• [Activity] Pull every line that includes the word "attributes" out of the data below and copy it.

• [Raw data]
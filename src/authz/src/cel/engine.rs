//! CEL expression engine with compiled program caching

use cel_interpreter::objects::Value as CelValue;
use cel_interpreter::{Context, ExecutionError, Program};
use dashmap::DashMap;
use serde_json::Value;
use std::panic::{self, AssertUnwindSafe};
use std::sync::Arc;
use tracing::{debug, warn};

use crate::cel::{
    context::EvalContext,
    convert::{cel_to_json, json_to_cel},
    error::{CelError, Result},
    functions,
};

/// Longest accepted expression, in bytes
pub const MAX_EXPRESSION_LENGTH: usize = 8 * 1024;

/// Deepest accepted bracket nesting
pub const MAX_NESTING_DEPTH: usize = 128;

/// Compile an expression without touching any cache
///
/// Used by policy validation, which has no engine at hand.
pub fn compile(expr: &str) -> Result<Program> {
    check_limits(expr)?;
    // the parser can panic on some malformed literals
    match panic::catch_unwind(|| Program::compile(expr)) {
        Ok(compiled) => compiled.map_err(|e| CelError::CompilationError(format!("{:?}", e))),
        Err(_) => Err(CelError::CompilationError(
            "parser panicked on expression".to_string(),
        )),
    }
}

fn check_limits(expr: &str) -> Result<()> {
    if expr.len() > MAX_EXPRESSION_LENGTH {
        return Err(CelError::LimitExceeded(format!(
            "expression length ({} bytes) exceeds maximum ({} bytes)",
            expr.len(),
            MAX_EXPRESSION_LENGTH
        )));
    }

    let mut depth = 0usize;
    for c in expr.chars() {
        match c {
            '(' | '[' | '{' => {
                depth += 1;
                if depth > MAX_NESTING_DEPTH {
                    return Err(CelError::LimitExceeded(format!(
                        "nesting deeper than {}",
                        MAX_NESTING_DEPTH
                    )));
                }
            }
            ')' | ']' | '}' => depth = depth.saturating_sub(1),
            _ => {}
        }
    }

    Ok(())
}

/// CEL engine for compiling and evaluating expressions
///
/// Cheap to clone; clones share their cache.
#[derive(Clone, Default)]
pub struct Engine {
    /// Compiled program cache (thread-safe)
    program_cache: Arc<DashMap<String, Arc<Program>>>,
}

impl Engine {
    /// Create a new CEL engine
    pub fn new() -> Self {
        Self::default()
    }

    /// Compile a CEL expression and cache the result
    ///
    /// # Errors
    /// Returns error if expression cannot be compiled. Failures are not cached.
    pub fn compile(&self, expr: &str) -> Result<Arc<Program>> {
        if let Some(prog) = self.program_cache.get(expr) {
            return Ok(prog.clone());
        }

        let program = Arc::new(compile(expr)?);
        self.program_cache.insert(expr.to_string(), program.clone());

        Ok(program)
    }

    /// Evaluate a compiled program with the given context
    ///
    /// An expression that reads an absent field evaluates to `false`.
    ///
    /// # Errors
    /// Returns error if evaluation fails or result is not boolean
    pub fn evaluate(&self, program: &Program, ctx: &EvalContext) -> Result<bool> {
        match Self::execute(program, ctx)? {
            Some(CelValue::Bool(b)) => Ok(b),
            Some(_) => Err(CelError::NonBooleanResult),
            None => Ok(false),
        }
    }

    /// Compile and evaluate an expression in one call
    pub fn evaluate_expression(&self, expr: &str, ctx: &EvalContext) -> Result<bool> {
        let program = self.compile(expr)?;
        self.evaluate(&program, ctx)
    }

    /// Evaluate an expression to an arbitrary value
    ///
    /// Absent paths evaluate to `null`.
    pub fn evaluate_value(&self, expr: &str, ctx: &EvalContext) -> Result<Value> {
        let program = self.compile(expr)?;
        Ok(Self::execute(&program, ctx)?
            .map(|value| cel_to_json(&value))
            .unwrap_or(Value::Null))
    }

    /// Fail-closed boolean evaluation
    ///
    /// Any compile error, runtime error in any evaluated operand, or
    /// non-boolean result yields `false`.
    pub fn evaluate_boolean(&self, expr: &str, ctx: &EvalContext) -> bool {
        match self.evaluate_expression(expr, ctx) {
            Ok(result) => result,
            Err(error) => {
                warn!(expression = %expr, error = %error, "Condition evaluation failed, denying");
                false
            }
        }
    }

    /// Clear the compiled program cache
    pub fn clear_cache(&self) {
        self.program_cache.clear();
    }

    /// Get cache statistics
    pub fn cache_stats(&self) -> CacheStats {
        CacheStats {
            size: self.program_cache.len(),
        }
    }

    /// Run a program; `None` means the expression read an absent field
    fn execute(program: &Program, ctx: &EvalContext) -> Result<Option<CelValue>> {
        let mut cel_context = Context::default();
        for (name, value) in ctx.to_variables() {
            let _ = cel_context.add_variable(name, json_to_cel(&value));
        }
        functions::register(&mut cel_context);

        // the interpreter is not guaranteed panic-free on hostile input
        match panic::catch_unwind(AssertUnwindSafe(|| program.execute(&cel_context))) {
            Ok(Ok(value)) => Ok(Some(value)),
            Ok(Err(ExecutionError::NoSuchKey(key))) => {
                debug!(key = ?key, "Expression read an absent field");
                Ok(None)
            }
            Ok(Err(e)) => Err(CelError::EvaluationError(e.to_string())),
            Err(_) => Err(CelError::EvaluationError(
                "expression execution panicked".to_string(),
            )),
        }
    }
}

impl std::fmt::Debug for Engine {
    fn fmt(&self, f: &mut std::fmt::Formatter<'_>) -> std::fmt::Result {
        f.debug_struct("Engine")
            .field("cached_programs", &self.program_cache.len())
            .finish()
    }
}

/// Cache statistics
#[derive(Debug, Clone, Copy, Default, PartialEq, Eq)]
pub struct CacheStats {
    /// Number of cached programs
    pub size: usize,
}

#[cfg(test)]
mod tests {
    use super::*;
    use crate::types::{Principal, Resource};
    use serde_json::json;

    fn editor_context() -> EvalContext {
        EvalContext::for_request(
            &Principal::new("user123")
                .with_roles(["admin", "editor"])
                .with_attribute("department", "legal")
                .with_attribute("clearance", "secret"),
            &Resource::new("document", "doc123").with_attribute("ownerId", "user123"),
            None,
        )
    }

    #[test]
    fn test_new_engine_has_empty_caches() {
        let engine = Engine::default();
        assert_eq!(engine.cache_stats(), CacheStats::default());
    }

    #[test]
    fn test_literals_and_paths() {
        let engine = Engine::new();
        let ctx = editor_context();

        assert!(engine.evaluate_expression("true && !false", &ctx).unwrap());
        assert!(engine
            .evaluate_expression("principal.attributes.department == 'legal'", &ctx)
            .unwrap());
        assert!(engine.evaluate_expression("P.attr.department == 'legal'", &ctx).unwrap());
        assert!(engine.evaluate_expression("'editor' in P.roles", &ctx).unwrap());
        assert!(engine
            .evaluate_expression("request.resource.kind == 'document'", &ctx)
            .unwrap());
    }

    #[test]
    fn test_helper_functions_in_conditions() {
        let engine = Engine::new();
        let ctx = editor_context();

        assert!(engine
            .evaluate_expression("hasRole(principal, 'viewer') || isOwner(principal, resource)", &ctx)
            .unwrap());
        assert!(engine
            .evaluate_expression("inList(principal.id, ['user123', 'user456'])", &ctx)
            .unwrap());
        assert!(engine
            .evaluate_expression("principal.attributes.department.startsWith('le')", &ctx)
            .unwrap());
        assert!(matches!(
            engine.evaluate_expression("hasRole('user123', 'admin')", &ctx),
            Err(CelError::EvaluationError(_))
        ));
    }

    #[test]
    fn test_programs_are_compiled_once() {
        let engine = Engine::new();
        let ctx = editor_context();

        let first = engine.compile("R.kind == 'document'").unwrap();
        let second = engine.compile("R.kind == 'document'").unwrap();
        assert!(Arc::ptr_eq(&first, &second));
        assert!(engine.evaluate(&first, &ctx).unwrap());

        engine.evaluate_expression("R.id == 'doc123'", &ctx).unwrap();
        assert_eq!(engine.cache_stats().size, 2);

        // clones share the cache
        assert_eq!(engine.clone().cache_stats().size, 2);

        engine.clear_cache();
        assert_eq!(engine.cache_stats(), CacheStats::default());
    }

    #[test]
    fn test_compile_errors_are_not_cached() {
        let engine = Engine::new();

        assert!(matches!(engine.compile("principal.id == @"), Err(CelError::CompilationError(_))));
        assert_eq!(engine.cache_stats().size, 0);
    }

    #[test]
    fn test_limits_are_enforced_before_parsing() {
        let too_long = format!("'{}' == ''", "a".repeat(MAX_EXPRESSION_LENGTH));
        assert!(matches!(compile(&too_long), Err(CelError::LimitExceeded(_))));

        let too_deep = format!("{}true{}", "(".repeat(200), ")".repeat(200));
        assert!(matches!(compile(&too_deep), Err(CelError::LimitExceeded(_))));

        assert!(compile("((true))").is_ok());
    }

    #[test]
    fn test_string_result_is_not_a_decision() {
        let engine = Engine::new();
        let result = engine.evaluate_expression("principal.id", &editor_context());
        assert!(matches!(result, Err(CelError::NonBooleanResult)));
    }

    #[test]
    fn test_absent_fields_evaluate_false() {
        let engine = Engine::new();
        let ctx = editor_context();

        assert!(!engine.evaluate_expression("resource.attributes.missing == 'x'", &ctx).unwrap());
        assert!(!engine.evaluate_expression("resource.attributes.a.b.c == 'x'", &ctx).unwrap());
        assert!(engine.evaluate_expression("has(resource.attributes.ownerId)", &ctx).unwrap());
        assert!(!engine.evaluate_expression("has(resource.attributes.missing)", &ctx).unwrap());
    }

    #[test]
    fn test_evaluate_boolean_fails_closed() {
        let engine = Engine::new();
        let ctx = editor_context();

        assert!(engine.evaluate_boolean("principal.id == 'user123'", &ctx));
        assert!(!engine.evaluate_boolean("principal.id ==", &ctx));
        assert!(!engine.evaluate_boolean("resource.attributes.a.b.c == 'x'", &ctx));
        assert!(!engine.evaluate_boolean("size(1) == 1", &ctx));
        assert!(!engine.evaluate_boolean("principal.id", &ctx));
        assert!(!engine.evaluate_boolean("principal.id.matches('[')", &ctx));
    }

    #[test]
    fn test_erroring_operand_never_yields_true() {
        let engine = Engine::new();
        let ctx = editor_context();

        // absent operand on the left of `||`
        assert!(!engine.evaluate_boolean("resource.attributes.level > 5 || true", &ctx));
        // runtime error on the left of `||`
        assert!(!engine.evaluate_boolean(
            "principal.attributes.clearance.matches('[') || principal.id == 'user123'",
            &ctx
        ));
        // runtime error on the right, reached because the left is false
        assert!(!engine.evaluate_boolean(
            "principal.id == 'bob' || hasRole(principal.id, 'admin')",
            &ctx
        ));
        // negating a failed conjunction
        assert!(!engine.evaluate_boolean("!(hasRole(principal.id, 'admin') && false)", &ctx));
        assert!(!engine.evaluate_boolean("!(resource.attributes.missing == 'x' && false)", &ctx));

        assert!(!matches!(
            engine.evaluate_expression("hasRole(principal.id, 'admin') || true", &ctx),
            Ok(true)
        ));
    }

    #[test]
    fn test_evaluate_value() {
        let engine = Engine::new();
        let ctx = editor_context();

        assert_eq!(engine.evaluate_value("P.roles", &ctx).unwrap(), json!(["admin", "editor"]));
        assert_eq!(engine.evaluate_value("size(P.roles)", &ctx).unwrap(), json!(2));
        assert_eq!(engine.evaluate_value("R.attr.missing", &ctx).unwrap(), Value::Null);
    }
}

• [Task solution]
            .evaluate_expression("principal.attributes.department == 'legal'", &ctx)
            .evaluate_expression("principal.attributes.department.startsWith('le')", &ctx)
        assert!(!engine.evaluate_expression("resource.attributes.missing == 'x'", &ctx).unwrap());
        assert!(!engine.evaluate_expression("resource.attributes.a.b.c == 'x'", &ctx).unwrap());
        assert!(engine.evaluate_expression("has(resource.attributes.ownerId)", &ctx).unwrap());
        assert!(!engine.evaluate_expression("has(resource.attributes.missing)", &ctx).unwrap());
        assert!(!engine.evaluate_boolean("resource.attributes.a.b.c == 'x'", &ctx));
        assert!(!engine.evaluate_boolean("resource.attributes.level > 5 || true", &ctx));
            "principal.attributes.clearance.matches('[') || principal.id == 'user123'",
        assert!(!engine.evaluate_boolean("!(resource.attributes.missing == 'x' && false)", &ctx));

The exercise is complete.